§ **What is being asked**: Whenever the word "reopened" appears in a line of the data below, copy that line.

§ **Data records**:
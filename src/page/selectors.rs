//! Selectors and class markers for the watched player.

pub const MAIN_VIDEO: &str = "video.html5-main-video";
pub const ANY_VIDEO: &str = "video";
pub const PLAYER: &str = ".html5-video-player";

pub const AD_SHOWING_CLASS: &str = "ad-showing";
pub const AD_INTERRUPTING_CLASS: &str = "ad-interrupting";

/// Controls that only exist while an ad plays.
pub const AD_ONLY_UI: &[&str] = &[
    ".ytp-ad-skip-button",
    ".ytp-ad-skip-button-modern",
    ".ytp-ad-timed-pie-countdown-container",
];

/// Skip control variants, most specific first.
pub const SKIP_BUTTONS: &[&str] = &[
    "button.ytp-ad-skip-button",
    "button.ytp-ad-skip-button-modern",
    ".ytp-ad-skip-button",
    ".ytp-ad-skip-button-modern",
    ".ytp-ad-skip-button-container button",
    ".ytp-skip-ad-button",
];

/// Anything button-like, searched by label when no skip variant matches.
pub const LABELLED_BUTTONS: &str = "[role=\"button\"], button, .ytp-button";

pub const NEXT_BUTTON: &str = ".ytp-next-button";

/// Every selector a host must be able to answer for within the container.
pub fn probed() -> Vec<&'static str> {
    let mut all: Vec<&'static str> = Vec::new();
    for sel in AD_ONLY_UI
        .iter()
        .chain(SKIP_BUTTONS)
        .chain([LABELLED_BUTTONS, NEXT_BUTTON].iter())
    {
        if !all.contains(sel) {
            all.push(sel);
        }
    }
    all
}

#[cfg(test)]
mod tests {
    use super::*;

    #[test]
    fn probed_covers_every_lookup_once() {
        let all = probed();
        for sel in AD_ONLY_UI.iter().chain(SKIP_BUTTONS) {
            assert!(all.contains(sel), "{sel} missing");
        }
        assert!(all.contains(&LABELLED_BUTTONS));
        assert!(all.contains(&NEXT_BUTTON));

        let unique: std::collections::HashSet<_> = all.iter().collect();
        assert_eq!(unique.len(), all.len());
        assert_eq!(all.len(), 9);
    }
}
use anyhow::{Context, Result};
use serde::{Deserialize, Serialize};
use serde_json::{Map, Value};
use std::{fs, path::PathBuf, sync::RwLock};

use crate::log_warn;

const ENABLE_LOGS: bool = true;

pub const DEFAULT_AD_SPEED: f64 = 4.0;

/// Viewer preferences, stored under the keys the options form writes.
#[derive(Debug, Clone, PartialEq, Serialize, Deserialize)]
#[serde(rename_all = "camelCase")]
pub struct AdSettings {
    pub ad_speed: f64,
    pub auto_skip: bool,
    pub use_max_ad_speed: bool,
}

impl Default for AdSettings {
    fn default() -> Self {
        Self {
            ad_speed: DEFAULT_AD_SPEED,
            auto_skip: true,
            use_max_ad_speed: true,
        }
    }
}

impl AdSettings {
    /// Per-key lenient read: anything missing or malformed keeps its default.
    pub fn from_value(value: &Value) -> Self {
        let defaults = Self::default();
        let Some(map) = value.as_object() else {
            return defaults;
        };
        Self {
            ad_speed: parse_speed(map.get("adSpeed")).unwrap_or(defaults.ad_speed),
            auto_skip: bool_key(map, "autoSkip").unwrap_or(defaults.auto_skip),
            use_max_ad_speed: bool_key(map, "useMaxAdSpeed").unwrap_or(defaults.use_max_ad_speed),
        }
    }

    /// Same rule the options form applies on save.
    pub fn normalized(mut self) -> Self {
        if !(self.ad_speed.is_finite() && self.ad_speed > 0.0) {
            self.ad_speed = DEFAULT_AD_SPEED;
        }
        self
    }
}

fn bool_key(map: &Map<String, Value>, key: &str) -> Option<bool> {
    map.get(key).and_then(Value::as_bool)
}

/// Numbers, or strings with a leading float (`"2.5x"` reads as 2.5).
fn parse_speed(value: Option<&Value>) -> Option<f64> {
    let speed = match value? {
        Value::Number(n) => n.as_f64()?,
        Value::String(s) => leading_float(s)?,
        _ => return None,
    };
    (speed.is_finite() && speed > 0.0).then_some(speed)
}

fn leading_float(s: &str) -> Option<f64> {
    let s = s.trim_start();
    let bytes = s.as_bytes();
    let mut end = usize::from(matches!(bytes.first(), Some(b'+' | b'-')));
    let mut seen_dot = false;
    let mut seen_digit = false;
    while let Some(&b) = bytes.get(end) {
        match b {
            b'0'..=b'9' => seen_digit = true,
            b'.' if !seen_dot => seen_dot = true,
            _ => break,
        }
        end += 1;
    }
    if !seen_digit {
        return None;
    }

    // An exponent counts only when a digit follows it.
    if matches!(bytes.get(end), Some(b'e' | b'E')) {
        let mut exp = end + 1;
        if matches!(bytes.get(exp), Some(b'+' | b'-')) {
            exp += 1;
        }
        let digits = bytes[exp..].iter().take_while(|b| b.is_ascii_digit()).count();
        if digits > 0 {
            end = exp + digits;
        }
    }
    s[..end].parse().ok()
}

pub fn default_path() -> Option<PathBuf> {
    dirs::config_dir().map(|dir| dir.join("adquick").join("settings.json"))
}

pub struct SettingsStore {
    path: PathBuf,
    data: RwLock<AdSettings>,
}

impl SettingsStore {
    /// Never fails on content: an unreadable or malformed file yields
    /// defaults so startup is not blocked.
    pub fn new(path: PathBuf) -> Self {
        let data = if path.exists() {
            match fs::read_to_string(&path) {
                Ok(contents) => match serde_json::from_str::<Value>(&contents) {
                    Ok(value) => AdSettings::from_value(&value),
                    Err(err) => {
                        log_warn!("settings at {} are not JSON ({err}); using defaults", path.display());
                        AdSettings::default()
                    }
                },
                Err(err) => {
                    log_warn!("failed to read settings from {}: {err}; using defaults", path.display());
                    AdSettings::default()
                }
            }
        } else {
            log_warn!("no settings at {}; using defaults", path.display());
            AdSettings::default()
        };

        Self {
            path,
            data: RwLock::new(data),
        }
    }

    pub fn path(&self) -> &PathBuf {
        &self.path
    }

    pub fn ad_settings(&self) -> AdSettings {
        match self.data.read() {
            Ok(guard) => guard.clone(),
            Err(poisoned) => poisoned.into_inner().clone(),
        }
    }

    /// Used by the settings command only; the monitor never writes.
    pub fn update(&self, settings: AdSettings) -> Result<AdSettings> {
        let settings = settings.normalized();
        let mut guard = match self.data.write() {
            Ok(guard) => guard,
            Err(poisoned) => poisoned.into_inner(),
        };
        self.persist(&settings)?;
        *guard = settings.clone();
        Ok(settings)
    }

    fn persist(&self, data: &AdSettings) -> Result<()> {
        if let Some(parent) = self.path.parent() {
            fs::create_dir_all(parent)
                .with_context(|| format!("Failed to create {}", parent.display()))?;
        }
        let serialized = serde_json::to_string_pretty(data)?;
        fs::write(&self.path, serialized)
            .with_context(|| format!("Failed to write settings to {}", self.path.display()))
    }
}

#[cfg(test)]
mod tests {
    use super::*;
    use serde_json::json;

    fn temp_path(name: &str) -> PathBuf {
        std::env::temp_dir()
            .join(format!("adquick-settings-{}-{name}", std::process::id()))
            .join("settings.json")
    }

    #[test]
    fn empty_store_reads_defaults() {
        let settings = AdSettings::from_value(&json!({}));
        assert_eq!(settings, AdSettings::default());
        assert_eq!(settings.ad_speed, 4.0);
        assert!(settings.auto_skip);
        assert!(settings.use_max_ad_speed);
    }

    #[test]
    fn keys_are_read_independently() {
        let settings = AdSettings::from_value(&json!({
            "adSpeed": -2,
            "autoSkip": false,
            "useMaxAdSpeed": "no"
        }));
        assert_eq!(settings.ad_speed, 4.0);
        assert!(!settings.auto_skip);
        assert!(settings.use_max_ad_speed);
    }

    #[test]
    fn speed_accepts_numeric_strings() {
        assert_eq!(parse_speed(Some(&json!("2.5"))), Some(2.5));
        assert_eq!(parse_speed(Some(&json!(" 3x"))), Some(3.0));
        assert_eq!(parse_speed(Some(&json!("fast"))), None);
        assert_eq!(parse_speed(Some(&json!("0"))), None);
        assert_eq!(parse_speed(Some(&json!(true))), None);
        assert_eq!(parse_speed(None), None);
    }

    #[test]
    fn speed_strings_take_exponents() {
        assert_eq!(parse_speed(Some(&json!("1e1"))), Some(10.0));
        assert_eq!(parse_speed(Some(&json!("2.5E-1x"))), Some(0.25));
        assert_eq!(parse_speed(Some(&json!("3e"))), Some(3.0));
        assert_eq!(parse_speed(Some(&json!("4e+x"))), Some(4.0));
        assert_eq!(parse_speed(Some(&json!("+.5"))), Some(0.5));
        assert_eq!(parse_speed(Some(&json!("e5"))), None);
    }

    #[test]
    fn missing_file_yields_defaults() {
        let path = temp_path("missing");
        let _ = fs::remove_dir_all(path.parent().unwrap());

        let store = SettingsStore::new(path.clone());
        assert_eq!(store.ad_settings(), AdSettings::default());
        assert!(!path.exists());
    }

    #[test]
    fn non_object_falls_back() {
        assert_eq!(AdSettings::from_value(&json!([1, 2])), AdSettings::default());
    }

    #[test]
    fn malformed_file_yields_defaults() {
        let path = temp_path("malformed");
        fs::create_dir_all(path.parent().unwrap()).unwrap();
        fs::write(&path, "{not json").unwrap();

        let store = SettingsStore::new(path.clone());
        assert_eq!(store.ad_settings(), AdSettings::default());
        let _ = fs::remove_dir_all(path.parent().unwrap());
    }

    #[test]
    fn update_normalizes_and_persists() {
        let path = temp_path("update");
        let store = SettingsStore::new(path.clone());
        let saved = store
            .update(AdSettings {
                ad_speed: f64::NAN,
                auto_skip: false,
                use_max_ad_speed: false,
            })
            .unwrap();
        assert_eq!(saved.ad_speed, 4.0);

        let reopened = SettingsStore::new(path.clone());
        assert_eq!(reopened.ad_settings(), saved);
        let raw: Value = serde_json::from_str(&fs::read_to_string(&path).unwrap()).unwrap();
        assert_eq!(raw["useMaxAdSpeed"], json!(false));
        let _ = fs::remove_dir_all(path.parent().unwrap());
    }
}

§ **Response to this task**:
        let reopened = SettingsStore::new(path.clone());
        assert_eq!(reopened.ad_settings(), saved);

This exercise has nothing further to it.